- **The task**
Copy only this range: the line with "#[cfg(test)]" through the final line of the material, inclusive at both ends.

□ □ □ □

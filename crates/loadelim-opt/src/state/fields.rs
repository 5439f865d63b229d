use hashbrown::HashMap;
use loadelim_ir::{MachineRepresentation, NodeIndex, Type};

/// What is known about one field of one object.
#[derive(new, Debug, Clone, Copy, PartialEq, Eq)]
pub struct FieldInfo {
    /// The node producing the value currently stored in the field.
    pub value: NodeIndex,
    /// The type the value is proven to have.
    pub ty: Type,
    /// The representation the value was stored or loaded with.
    pub representation: MachineRepresentation,
}

/// Known values of a single field slot, keyed by the object node.
#[derive(Debug, Clone, Default, PartialEq, Eq)]
pub struct AbstractField {
    info_for_node: HashMap<NodeIndex, FieldInfo>,
}

impl AbstractField {
    pub fn new(object: NodeIndex, info: FieldInfo) -> Self {
        let mut info_for_node = HashMap::new();
        info_for_node.insert(object, info);
        Self { info_for_node }
    }

    pub fn lookup(&self, object: NodeIndex) -> Option<&FieldInfo> {
        self.info_for_node.get(&object)
    }

    /// A copy of this field with `object` mapped to `info`.
    pub fn extend(&self, object: NodeIndex, info: FieldInfo) -> Self {
        let mut that = self.clone();
        that.info_for_node.insert(object, info);
        that
    }

    /// A copy with only the entries whose object satisfies `keep`.
    pub fn retain(&self, keep: impl Fn(NodeIndex) -> bool) -> Self {
        let info_for_node = self
            .info_for_node
            .iter()
            .filter(|(object, _)| keep(**object))
            .map(|(object, info)| (*object, *info))
            .collect();
        Self { info_for_node }
    }

    /// Entries present with the same value in both fields. The proven type becomes the union of
    /// both, since either path may have been taken.
    pub fn merge(&self, other: &AbstractField) -> Self {
        let info_for_node = self
            .info_for_node
            .iter()
            .filter_map(|(object, info)| {
                let other = other.info_for_node.get(object)?;
                let compatible = other.value == info.value
                    && other.representation.is_compatible(info.representation);
                compatible.then(|| {
                    let ty = info.ty.union(other.ty);
                    (*object, FieldInfo { ty, ..*info })
                })
            })
            .collect();
        Self { info_for_node }
    }

    pub fn is_empty(&self) -> bool {
        self.info_for_node.is_empty()
    }

    pub fn len(&self) -> usize {
        self.info_for_node.len()
    }
}
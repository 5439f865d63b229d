use core::fmt::Display;

use crate::{Graph, Node};

impl Display for Node {
    fn fmt(&self, f: &mut core::fmt::Formatter<'_>) -> core::fmt::Result {
        write!(f, "{}", self.op)
    }
}

impl Display for Graph {
    fn fmt(&self, f: &mut core::fmt::Formatter<'_>) -> core::fmt::Result {
        for id in self.node_indices() {
            let node = self.node(id);
            write!(f, "#{}: {}(", id.index(), node.op)?;
            let inputs = node
                .inputs
                .iter()
                .map(|input| format!("#{}", input.index()))
                .collect::<Vec<_>>();
            write!(f, "{})", inputs.join(", "))?;
            if node.op.value_output_count() > 0 {
                write!(f, " : {}", node.ty)?;
            }
            f.write_str("\n")?;
        }
        Ok(())
    }
}

#[cfg(test)]
mod tests {
    use crate::{AccessBuilder, Graph, Type};
    use pretty_assertions::assert_eq;

    #[test]
    fn graph_prints_one_node_per_line() {
        let mut graph = Graph::new();
        let start = graph.start();
        let object = graph.parameter(0, Type::ANY);
        graph.load_field(AccessBuilder::for_fixed_array_length(), object, start, start);

        let expected = "#0: Start()\n\
             #1: Parameter[0](#0) : Any\n\
             #2: LoadField[tagged, 8, length, Unsigned30, tagged_signed|int32, no_write_barrier](#1, #0, #0) : Unsigned30\n";
        assert_eq!(graph.to_string(), expected);
    }
}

□ □ □ □

- **Exercise output**
#[cfg(test)]
mod tests {
    use crate::{AccessBuilder, Graph, Type};
    use pretty_assertions::assert_eq;

    #[test]
    fn graph_prints_one_node_per_line() {
        let mut graph = Graph::new();
        let start = graph.start();
        let object = graph.parameter(0, Type::ANY);
        graph.load_field(AccessBuilder::for_fixed_array_length(), object, start, start);

        let expected = "#0: Start()\n\
             #1: Parameter[0](#0) : Any\n\
             #2: LoadField[tagged, 8, length, Unsigned30, tagged_signed|int32, no_write_barrier](#1, #0, #0) : Unsigned30\n";
        assert_eq!(graph.to_string(), expected);
    }
}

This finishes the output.